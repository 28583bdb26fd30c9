//! Most-supported path extraction.
//!
//! A greedy single pass from the virtual start to the virtual end. It is
//! not guaranteed optimal; a provably best path needs a global search.

use crate::graph::PoGraph;
use petgraph::stable_graph::{EdgeIndex, NodeIndex};
use petgraph::Direction;
use pog_core::{ConsensusConfig, NodeId, SeqId};
use serde::{Deserialize, Serialize};
use std::cmp::Reverse;
use std::collections::BTreeSet;
use tracing::{debug, warn};

/// A consensus walk through the graph.
#[derive(Debug, Clone, PartialEq, Eq, Serialize, Deserialize)]
pub struct Consensus {
    /// Real nodes on the path, in order.
    pub path: Vec<NodeId>,
    /// Characters of the path, gapped if requested.
    pub sequence: String,
}

impl PoGraph {
    /// Extracts the best-supported path and marks it on the graph.
    ///
    /// At each node the next edge is picked as follows:
    /// 1. With `prefer_reciprocated`, if exactly one reciprocated edge is
    ///    consistent with the path so far, take it ("lone reciprocated"
    ///    rule; several reciprocated candidates fall through to step 2).
    /// 2. Otherwise take the consistent edge with the most sequences,
    ///    ties going to the earliest inserted.
    ///
    /// An edge is consistent when it carries at least one of the sequences
    /// that followed every edge chosen so far, or carries none at all.
    /// If no edge is consistent, all outgoing edges are candidates.
    pub fn consensus(&mut self, config: &ConsensusConfig) -> Consensus {
        self.clear_consensus();

        let end = self.end_index();
        let mut current = self.start_index();
        let mut active: BTreeSet<SeqId> = self.sequences().keys().copied().collect();
        let mut path = Vec::new();

        // A DAG walk visits each node at most once.
        for _ in 0..self.graph.node_count() {
            if current == end {
                break;
            }
            let Some((edge, next)) = self.choose_edge(current, &active, config) else {
                warn!("consensus walk stopped at dead end {}", self.graph[current].id);
                break;
            };

            self.graph[edge].consensus = true;
            self.graph[next].consensus = true;

            let seqs = &self.graph[edge].seqs;
            if !seqs.is_empty() {
                let narrowed: BTreeSet<SeqId> = active.intersection(seqs).copied().collect();
                active = if narrowed.is_empty() { seqs.clone() } else { narrowed };
            }

            if next != end {
                path.push(self.graph[next].id);
            }
            current = next;
        }

        let sequence = self.render_path(&path, config.gapped, |node| node.display_char());
        debug!("consensus path covers {} nodes", path.len());

        Consensus { path, sequence }
    }

    fn choose_edge(
        &self,
        from: NodeIndex,
        active: &BTreeSet<SeqId>,
        config: &ConsensusConfig,
    ) -> Option<(EdgeIndex, NodeIndex)> {
        let outgoing = self.edges_of(from, Direction::Outgoing);

        let consistent: Vec<(EdgeIndex, NodeIndex)> = outgoing
            .iter()
            .copied()
            .filter(|(edge, _)| {
                let seqs = &self.graph[*edge].seqs;
                seqs.is_empty() || !seqs.is_disjoint(active)
            })
            .collect();
        let candidates = if consistent.is_empty() { outgoing } else { consistent };

        if config.prefer_reciprocated {
            let mut reciprocated = candidates
                .iter()
                .filter(|(edge, _)| self.graph[*edge].reciprocated);
            if let (Some(only), None) = (reciprocated.next(), reciprocated.next()) {
                return Some(*only);
            }
        }

        candidates.into_iter().min_by_key(|(edge, _)| {
            let edge = &self.graph[*edge];
            (Reverse(edge.support()), edge.serial)
        })
    }

    /// Clears consensus flags on every node and edge.
    pub fn clear_consensus(&mut self) {
        for node in self.graph.node_weights_mut() {
            node.consensus = false;
        }
        for edge in self.graph.edge_weights_mut() {
            edge.consensus = false;
        }
    }
}

#[cfg(test)]
mod tests {
    use super::*;
    use pog_core::AlignedSequence;

    fn make_graph(rows: &[(SeqId, &str)]) -> PoGraph {
        let rows: Vec<AlignedSequence> = rows
            .iter()
            .map(|(id, s)| AlignedSequence::new(*id, format!("seq{}", id), s))
            .collect();
        PoGraph::from_alignment(&rows).unwrap()
    }

    fn gapped() -> ConsensusConfig {
        ConsensusConfig {
            gapped: true,
            ..ConsensusConfig::default()
        }
    }

    #[test]
    fn test_majority_column() {
        let mut graph = make_graph(&[(1, "AC"), (2, "AG"), (3, "AC")]);

        let plain = graph.consensus(&ConsensusConfig::default());
        assert_eq!(plain.sequence, "AC");
        assert_eq!(plain.path, vec![NodeId::Pos(0), NodeId::Pos(1)]);

        let with_gaps = graph.consensus(&gapped());
        assert_eq!(with_gaps.sequence, "AC");
    }

    #[test]
    fn test_follows_supported_branch_with_gaps() {
        // Two of three sequences skip columns 1 and 2.
        let mut graph = make_graph(&[(1, "ACGT"), (2, "A--T"), (3, "A--T")]);

        let result = graph.consensus(&gapped());
        assert_eq!(result.path, vec![NodeId::Pos(0), NodeId::Pos(3)]);
        assert_eq!(result.sequence, "A--T");

        let plain = graph.consensus(&ConsensusConfig::default());
        assert_eq!(plain.sequence, "AT");
    }

    #[test]
    fn test_leading_and_trailing_gaps() {
        let mut graph = make_graph(&[(1, "-CG-"), (2, "ACGT"), (3, "-CG-")]);
        let result = graph.consensus(&gapped());
        assert_eq!(result.sequence, "-CG-");
    }

    #[test]
    fn test_marks_path() {
        let mut graph = make_graph(&[(1, "ACGT"), (2, "A--T"), (3, "A--T")]);
        graph.consensus(&ConsensusConfig::default());

        assert!(graph.get(NodeId::Pos(0)).unwrap().consensus);
        assert!(!graph.get(NodeId::Pos(1)).unwrap().consensus);
        assert!(graph.edge(NodeId::Pos(0), NodeId::Pos(3)).unwrap().consensus);
        assert!(!graph.edge(NodeId::Pos(0), NodeId::Pos(1)).unwrap().consensus);

        graph.clear_consensus();
        assert!(!graph.get(NodeId::Pos(0)).unwrap().consensus);
    }

    #[test]
    fn test_stays_with_consistent_sequences() {
        // Sequences 1-3 reach column 1 through column 0. There, 1 -> 2 has
        // more support overall, but none of it from sequences on the path.
        let mut graph = make_graph(&[
            (1, "AC-T"),
            (2, "AC-T"),
            (3, "AC-T"),
            (4, "-CG-"),
            (5, "-CG-"),
            (6, "X-G-"),
            (7, "X-G-"),
            (8, "-CG-"),
            (9, "-CG-"),
        ]);
        let result = graph.consensus(&ConsensusConfig::default());
        assert_eq!(result.path, vec![NodeId::Pos(0), NodeId::Pos(1), NodeId::Pos(3)]);
        assert_eq!(result.sequence, "ACT");
    }

    fn no_preference() -> ConsensusConfig {
        ConsensusConfig {
            prefer_reciprocated: false,
            ..ConsensusConfig::default()
        }
    }

    #[test]
    fn test_lone_reciprocated_edge_beats_support() {
        // 0 -> 1 is reciprocated with one sequence, 0 -> 2 has two.
        let text = r#"digraph {
    start [ id="start" ]
    end [ id="end" ]
    0 [ seqs="1:M,2:M,3:M" ]
    1 [ seqs="1:K" ]
    2 [ seqs="2:R,3:R" ]
    start -> 0 [ seqs="1,2,3" ]
    0 -> 1 [ seqs="1", reciprocated=true ]
    0 -> 2 [ seqs="2,3" ]
    1 -> end [ seqs="1" ]
    2 -> end [ seqs="2,3" ]
}"#;
        let mut graph = PoGraph::from_dot(text).unwrap();

        let preferred = graph.consensus(&ConsensusConfig::default());
        assert_eq!(preferred.path, vec![NodeId::Pos(0), NodeId::Pos(1)]);
        assert_eq!(preferred.sequence, "MK");

        let by_support = graph.consensus(&no_preference());
        assert_eq!(by_support.path, vec![NodeId::Pos(0), NodeId::Pos(2)]);
        assert_eq!(by_support.sequence, "MR");
    }

    #[test]
    fn test_several_reciprocated_fall_through_to_support() {
        let text = r#"digraph {
    start [ id="start" ]
    end [ id="end" ]
    0 [ seqs="1:M,2:M,3:M,4:M,5:M" ]
    1 [ seqs="1:K" ]
    2 [ seqs="2:R" ]
    3 [ seqs="3:S,4:S,5:S" ]
    start -> 0 [ seqs="1,2,3,4,5" ]
    0 -> 1 [ seqs="1", reciprocated=true ]
    0 -> 2 [ seqs="2", reciprocated=true ]
    0 -> 3 [ seqs="3,4,5" ]
    1 -> end [ seqs="1" ]
    2 -> end [ seqs="2" ]
    3 -> end [ seqs="3,4,5" ]
}"#;
        let mut graph = PoGraph::from_dot(text).unwrap();

        assert_eq!(graph.consensus(&ConsensusConfig::default()).sequence, "MS");
        assert_eq!(graph.consensus(&no_preference()).sequence, "MS");
    }

    #[test]
    fn test_support_ties_go_to_first_inserted_edge() {
        // 0 -> 2 is listed, and so inserted, before 0 -> 1.
        let text = r#"digraph {
    start [ id="start" ]
    end [ id="end" ]
    0 [ seqs="1:M,2:M" ]
    1 [ seqs="1:K" ]
    2 [ seqs="2:R" ]
    start -> 0 [ seqs="1,2" ]
    0 -> 2 [ seqs="2", reciprocated=true ]
    0 -> 1 [ seqs="1", reciprocated=true ]
    1 -> end [ seqs="1" ]
    2 -> end [ seqs="2" ]
}"#;
        let mut graph = PoGraph::from_dot(text).unwrap();

        assert_eq!(graph.consensus(&ConsensusConfig::default()).sequence, "MR");
        assert_eq!(graph.consensus(&no_preference()).sequence, "MR");
    }
}
//! Error types shared by the POG crates.

use crate::ids::{NodeId, SeqId};
use thiserror::Error;

/// Result type alias for POG operations.
pub type Result<T> = std::result::Result<T, PogError>;

/// Everything that can go wrong while building, editing or parsing a graph.
#[derive(Error, Debug)]
pub enum PogError {
    /// An alignment column where every sequence has a gap.
    ///
    /// The caller must strip fully-empty columns before construction.
    #[error("alignment column {column} contains only gaps")]
    EmptyColumn { column: usize },

    /// Sequences in an alignment must all have the same width.
    #[error("sequence {id} has width {found}, expected {expected}")]
    RaggedAlignment {
        id: SeqId,
        expected: usize,
        found: usize,
    },

    #[error("sequence id {id} appears more than once")]
    DuplicateSequence { id: SeqId },

    #[error("node {0} is not in the graph")]
    UnknownNode(NodeId),

    #[error("sequence {0} is not registered")]
    UnknownSequence(SeqId),

    /// The sequence's tagged edges end before the virtual end node.
    #[error("sequence {id} cannot be traced past node {at}")]
    IncompleteSequence { id: SeqId, at: NodeId },

    /// The virtual start and end nodes cannot be removed or given content.
    #[error("cannot edit sentinel node {0}")]
    InvalidSentinelEdit(NodeId),

    /// Malformed serialized graph text.
    #[error("parse error on line {line}: {message}")]
    Parse { line: usize, message: String },

    #[error("malformed distribution annotation: {0}")]
    MalformedDistribution(String),

    #[error("invalid configuration: {0}")]
    Config(#[from] serde_json::Error),
}
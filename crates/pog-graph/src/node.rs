//! Node records for the partial order graph.

use pog_core::{Distribution, NodeId, SeqId};
use serde::{Deserialize, Serialize};
use std::collections::{BTreeMap, BTreeSet};
use std::fmt;

/// A candidate sequence position.
#[derive(Debug, Clone, PartialEq, Serialize, Deserialize)]
pub struct GraphNode {
    pub id: NodeId,

    /// Character resolved for this position, if any.
    pub base: Option<char>,

    /// Character each sequence contributes here.
    pub seq_chars: BTreeMap<SeqId, char>,

    /// Nodes that are mutually exclusive alternatives at the same rank.
    pub alignment_group: Option<BTreeSet<NodeId>>,

    /// State distribution from ancestral inference.
    pub distribution: Option<Distribution>,

    /// Set when the node lies on the last extracted consensus path.
    pub consensus: bool,
}

impl GraphNode {
    /// Creates an empty node.
    pub fn new(id: NodeId) -> Self {
        Self {
            id,
            base: None,
            seq_chars: BTreeMap::new(),
            alignment_group: None,
            distribution: None,
            consensus: false,
        }
    }

    /// Creates a node from the characters sequences contribute to it.
    ///
    /// The base is resolved only when every contributor agrees.
    pub fn with_chars(id: NodeId, seq_chars: BTreeMap<SeqId, char>) -> Self {
        let mut node = Self::new(id);
        node.seq_chars = seq_chars;
        node.base = node.unanimous_char();
        node
    }

    /// The single character shared by all contributors, if there is one.
    pub fn unanimous_char(&self) -> Option<char> {
        let mut chars = self.seq_chars.values();
        let first = *chars.next()?;
        chars.all(|c| *c == first).then_some(first)
    }

    /// Count of each contributed character.
    pub fn histogram(&self) -> BTreeMap<char, usize> {
        let mut counts = BTreeMap::new();
        for c in self.seq_chars.values() {
            *counts.entry(*c).or_insert(0) += 1;
        }
        counts
    }

    /// Best character to display for this node.
    ///
    /// Prefers the resolved base, then the distribution's most likely
    /// character, then the most common contributed character (smallest
    /// character on ties).
    pub fn display_char(&self) -> Option<char> {
        if let Some(base) = self.base {
            return Some(base);
        }
        if let Some(c) = self.distribution.as_ref().and_then(Distribution::most_likely) {
            return Some(c);
        }
        self.histogram()
            .into_iter()
            .fold(None, |best: Option<(char, usize)>, (c, n)| match best {
                Some((_, bn)) if bn >= n => best,
                _ => Some((c, n)),
            })
            .map(|(c, _)| c)
    }
}

impl fmt::Display for GraphNode {
    fn fmt(&self, f: &mut fmt::Formatter<'_>) -> fmt::Result {
        match (self.id, self.display_char()) {
            (NodeId::Pos(_), Some(c)) => write!(f, "{}", c),
            (id, _) => write!(f, "{}", id),
        }
    }
}

#[cfg(test)]
mod tests {
    use super::*;

    fn chars(pairs: &[(SeqId, char)]) -> BTreeMap<SeqId, char> {
        pairs.iter().copied().collect()
    }

    #[test]
    fn test_unanimous_base() {
        let node = GraphNode::with_chars(NodeId::Pos(0), chars(&[(1, 'A'), (2, 'A')]));
        assert_eq!(node.base, Some('A'));
    }

    #[test]
    fn test_mixed_column_unresolved() {
        let node = GraphNode::with_chars(NodeId::Pos(1), chars(&[(1, 'C'), (2, 'G'), (3, 'C')]));
        assert_eq!(node.base, None);

        let hist = node.histogram();
        assert_eq!(hist.get(&'C'), Some(&2));
        assert_eq!(hist.get(&'G'), Some(&1));
        assert_eq!(node.display_char(), Some('C'));
    }

    #[test]
    fn test_distribution_beats_histogram() {
        let mut node = GraphNode::with_chars(NodeId::Pos(1), chars(&[(1, 'C'), (2, 'G'), (3, 'C')]));
        node.distribution = Some(Distribution::categorical([('C', 0.1), ('G', 0.9)]));
        assert_eq!(node.display_char(), Some('G'));
    }

    #[test]
    fn test_empty_node_has_no_char() {
        assert_eq!(GraphNode::new(NodeId::Start).display_char(), None);
    }
}
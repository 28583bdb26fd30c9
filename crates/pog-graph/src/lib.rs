//! POG Graph - Partial order graph engine
//!
//! This crate holds the graph of candidate sequence positions built from
//! a multiple sequence alignment or from indel-transition inference. It
//! provides pruning with path repair, topological ordering, distance
//! queries, consensus extraction and a DOT text format.
//!
//! # Architecture
//!
//! The graph uses petgraph's stable graph as its arena, with additional
//! indexes for:
//! - Node identity lookups (column number or sentinel)
//! - The registry of sequences threaded through the edges
//!
//! # Example
//!
//! ```
//! use pog_core::{AlignedSequence, ConsensusConfig};
//! use pog_graph::PoGraph;
//!
//! let rows = vec![
//!     AlignedSequence::new(1, "a", "ACGT"),
//!     AlignedSequence::new(2, "b", "A--T"),
//!     AlignedSequence::new(3, "c", "A--T"),
//! ];
//! let mut graph = PoGraph::from_alignment(&rows).unwrap();
//!
//! let consensus = graph.consensus(&ConsensusConfig::default());
//! assert_eq!(consensus.sequence, "AT");
//! ```

mod builder;
mod consensus;
mod dot;
mod edge;
mod focus;
mod graph;
mod node;
mod order;
mod prune;

pub use builder::TransitionBuilder;
pub use consensus::Consensus;
pub use edge::Edge;
pub use focus::{Focus, NeighbourQuery, NodeView};
pub use graph::{GraphStats, PoGraph};
pub use node::GraphNode;
pub use prune::Removal;
//! POG Batch - Fixed-size worker pool for independent graph jobs
//!
//! Reconstruction often builds one graph per ancestor or per input file.
//! Those jobs share nothing, so they run in parallel on a bounded set of
//! worker threads. A job that fails or panics is logged and recorded;
//! the rest of the batch carries on.
//!
//! # Example
//!
//! ```
//! use pog_batch::run_batch;
//! use pog_core::PogConfig;
//!
//! let jobs: Vec<_> = (0..4)
//!     .map(|n| move || -> Result<usize, String> { Ok(n * n) })
//!     .collect();
//! let config = PogConfig { threads: 2, ..PogConfig::default() };
//! let outcome = run_batch(jobs, &config).unwrap();
//! assert_eq!(outcome.results.get(&3), Some(&9));
//! assert!(outcome.failures.is_empty());
//! ```

use pog_core::PogConfig;
use std::any::Any;
use std::collections::BTreeMap;
use std::fmt::Display;
use thiserror::Error;
use tokio::task::JoinError;
use tracing::{error, info};

/// Errors that stop a batch from running at all.
#[derive(Error, Debug)]
pub enum BatchError {
    #[error("Failed to start worker runtime: {0}")]
    Runtime(#[from] std::io::Error),
}

/// What came back from a batch, keyed by each job's position in the input.
#[derive(Debug, Clone, PartialEq)]
pub struct BatchOutcome<T> {
    pub results: BTreeMap<usize, T>,
    pub failures: BTreeMap<usize, String>,
}

impl<T> BatchOutcome<T> {
    fn new() -> Self {
        Self {
            results: BTreeMap::new(),
            failures: BTreeMap::new(),
        }
    }

    /// Total number of jobs accounted for.
    pub fn len(&self) -> usize {
        self.results.len() + self.failures.len()
    }

    pub fn is_empty(&self) -> bool {
        self.len() == 0
    }
}

/// Runs every job on a fresh runtime with `config.threads` workers (at
/// least one).
///
/// Blocks until all jobs have finished.
pub fn run_batch<J, T, E>(jobs: Vec<J>, config: &PogConfig) -> Result<BatchOutcome<T>, BatchError>
where
    J: FnOnce() -> Result<T, E> + Send + 'static,
    T: Send + 'static,
    E: Display + Send + 'static,
{
    let runtime = tokio::runtime::Builder::new_multi_thread()
        .worker_threads(config.threads.max(1))
        .thread_name("pog-worker")
        .build()?;

    Ok(runtime.block_on(run_jobs(jobs)))
}

/// Runs every job as a task on the current runtime.
pub async fn run_jobs<J, T, E>(jobs: Vec<J>) -> BatchOutcome<T>
where
    J: FnOnce() -> Result<T, E> + Send + 'static,
    T: Send + 'static,
    E: Display + Send + 'static,
{
    let handles: Vec<_> = jobs
        .into_iter()
        .map(|job| tokio::spawn(async move { job() }))
        .collect();

    let mut outcome = BatchOutcome::new();
    for (index, handle) in handles.into_iter().enumerate() {
        match handle.await {
            Ok(Ok(value)) => {
                outcome.results.insert(index, value);
            }
            Ok(Err(e)) => {
                error!("Job {} failed: {}", index, e);
                outcome.failures.insert(index, e.to_string());
            }
            Err(e) => {
                let reason = join_failure(e);
                error!("Job {} aborted: {}", index, reason);
                outcome.failures.insert(index, reason);
            }
        }
    }

    info!(
        "Batch finished: {} succeeded, {} failed",
        outcome.results.len(),
        outcome.failures.len()
    );
    outcome
}

fn join_failure(e: JoinError) -> String {
    if e.is_panic() {
        format!("panicked: {}", panic_message(e.into_panic()))
    } else {
        e.to_string()
    }
}

fn panic_message(payload: Box<dyn Any + Send>) -> String {
    if let Some(s) = payload.downcast_ref::<&str>() {
        s.to_string()
    } else if let Some(s) = payload.downcast_ref::<String>() {
        s.clone()
    } else {
        "unknown panic".to_string()
    }
}
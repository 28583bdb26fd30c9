//! Aligned input sequences.

use crate::ids::SeqId;
use serde::{Deserialize, Serialize};

/// Character used for alignment gaps.
pub const GAP: char = '-';

/// Returns true if `c` marks a gap in an alignment row.
pub fn is_gap(c: char) -> bool {
    c == GAP || c == '.'
}

/// One row of a multiple sequence alignment.
#[derive(Debug, Clone, PartialEq, Eq, Serialize, Deserialize)]
pub struct AlignedSequence {
    /// Stable identifier, used to tag edges.
    pub id: SeqId,
    /// Human-readable name (e.g. the FASTA header).
    pub label: String,
    /// Gapped characters, one per alignment column.
    pub chars: Vec<char>,
}

impl AlignedSequence {
    /// Creates an aligned row from a gapped string.
    pub fn new(id: SeqId, label: impl Into<String>, gapped: &str) -> Self {
        Self {
            id,
            label: label.into(),
            chars: gapped.chars().collect(),
        }
    }

    /// Number of alignment columns in this row.
    pub fn width(&self) -> usize {
        self.chars.len()
    }

    /// The row with gaps removed.
    pub fn ungapped(&self) -> String {
        self.chars.iter().filter(|c| !is_gap(**c)).collect()
    }
}

#[cfg(test)]
mod tests {
    use super::*;

    #[test]
    fn test_ungapped() {
        let row = AlignedSequence::new(3, "seq3", "A-C.G");
        assert_eq!(row.width(), 5);
        assert_eq!(row.ungapped(), "ACG");
    }
}
use crate::common::epoch_millis;
use serde::{Deserialize, Serialize};
use std::time::SystemTime;

/// One durably committed unit of ingested data, as recorded in the
/// ingestion log. Never mutated after it is written.
#[derive(Debug, Clone, PartialEq, Eq, Serialize, Deserialize)]
pub struct LoadedBatch {
    pub batch_id: u64,
    /// The file this batch was loaded from. Consecutive batches of one
    /// file are summarised by a single filter.
    pub loaded_file_id: u64,
    #[serde(with = "epoch_millis")]
    pub created: SystemTime,
    /// Record keys (beneficiary ids) touched by the batch
    #[serde(default)]
    pub keys: Vec<String>,
}

impl LoadedBatch {
    pub fn new<I, K>(
        batch_id: u64,
        loaded_file_id: u64,
        created: SystemTime,
        keys: I,
    ) -> Self
    where
        I: IntoIterator<Item = K>,
        K: Into<String>,
    {
        Self {
            batch_id,
            loaded_file_id,
            created,
            keys: keys.into_iter().map(Into::into).collect(),
        }
    }
}
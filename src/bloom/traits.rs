/// Read-only membership test over record keys.
///
/// Implementations must never report `false` for a key that was added.
pub trait KeyMembership {
    fn might_contain(&self, key: &str) -> bool;
}

pub trait MembershipStats {
    fn bit_size(&self) -> usize;
    fn num_hashes(&self) -> usize;
    fn insert_count(&self) -> usize;
    /// Number of bits currently set
    fn cardinality(&self) -> usize;

    /// Probability that a never-added key is reported present, given the
    /// current bit density.
    fn estimated_false_positive_rate(&self) -> f64 {
        let bits = self.bit_size();
        if bits == 0 {
            return 0.0;
        }
        (self.cardinality() as f64 / bits as f64).powi(self.num_hashes() as i32)
    }
}
//! Freshness filter over ingested data batches.
//!
//! Searches by `lastUpdated` (optionally for a single beneficiary) would
//! otherwise scan the claims tables. This crate keeps a compact summary of
//! every loaded batch so many of those searches can be answered "empty"
//! without touching the database.
//!
//! HowTo:
//!    * Batches: the ingestion pipeline appends one row per committed batch
//!      to a log (batch id, loaded file id, created instant, touched keys).
//!    * Filters: consecutive batches of one loaded file are summarised by a
//!      [`BatchFilter`], the closed interval of their `created` instants
//!      plus a [`BloomMembership`] of their keys.
//!    * Cache: a [`FilterCache`] is an immutable, time-ordered list of
//!      filters with its first/last batch instants and a transaction time.
//!    * Manager: [`FilterCacheManager`] periodically reads batches past the
//!      cache's last batch, builds filters for them, and atomically swaps
//!      in an extended cache.
//!
//! Query:
//!     * A range is "in bounds" when it has a lower bound and overlaps the
//!       cache's `[first_batch_created, last_batch_created]`.
//!     * A result set is provably empty when the range is in bounds and
//!       every overlapping filter's membership rules the key out.
//!
//! Guarantees:
//!     * No false negatives: an "empty" answer is always correct.
//!     * False positives only cost an extra database query.
//!     * Readers never block and never see a half-built cache.

pub mod batch;
pub mod bloom;
pub mod cache;
pub mod common;
mod error;
mod hash;
pub mod manager;
pub mod range;

pub use batch::{BatchFilter, LoadedBatch};
pub use bloom::{
    BloomMembership, KeyMembership, MembershipConfig, MembershipConfigBuilder,
    MembershipStats,
};
pub use cache::{FilterCache, build_filters};
pub use error::{FilterError, Result};
pub use hash::{
    HashFunction, default_hash_function, optimal_bit_vector_size,
    optimal_num_hashes,
};
pub use manager::{
    FilterCacheManager, FilterManagerConfig, FilterManagerConfigBuilder,
    FilterManagerConfigBuilderError, InMemoryIngestionLog, IngestionLog,
    RefreshOutcome, spawn_refresher,
};
pub use range::DateRange;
※ ※ ※
**Your task:** Write out exactly, please, the lines beginning at the start of the material and ending with the line that holds "consistent with the", both included.

**Answer section:**
repository 28583bdb26fd30c9
//! Most-supported path extraction.
//!
//! A greedy single pass from the virtual start to the virtual end. It is
//! not guaranteed optimal; a provably best path needs a global search.

use crate::graph::PoGraph;
use petgraph::stable_graph::{EdgeIndex, NodeIndex};
use petgraph::Direction;
use pog_core::{ConsensusConfig, NodeId, SeqId};
use serde::{Deserialize, Serialize};
use std::cmp::Reverse;
use std::collections::BTreeSet;
use tracing::{debug, warn};

/// A consensus walk through the graph.
#[derive(Debug, Clone, PartialEq, Eq, Serialize, Deserialize)]
pub struct Consensus {
    /// Real nodes on the path, in order.
    pub path: Vec<NodeId>,
    /// Characters of the path, gapped if requested.
    pub sequence: String,
}

impl PoGraph {
    /// Extracts the best-supported path and marks it on the graph.
    ///
    /// At each node the next edge is picked as follows:
    /// 1. With `prefer_reciprocated`, if exactly one reciprocated edge is
    ///    consistent with the path so far, take it ("lone reciprocated"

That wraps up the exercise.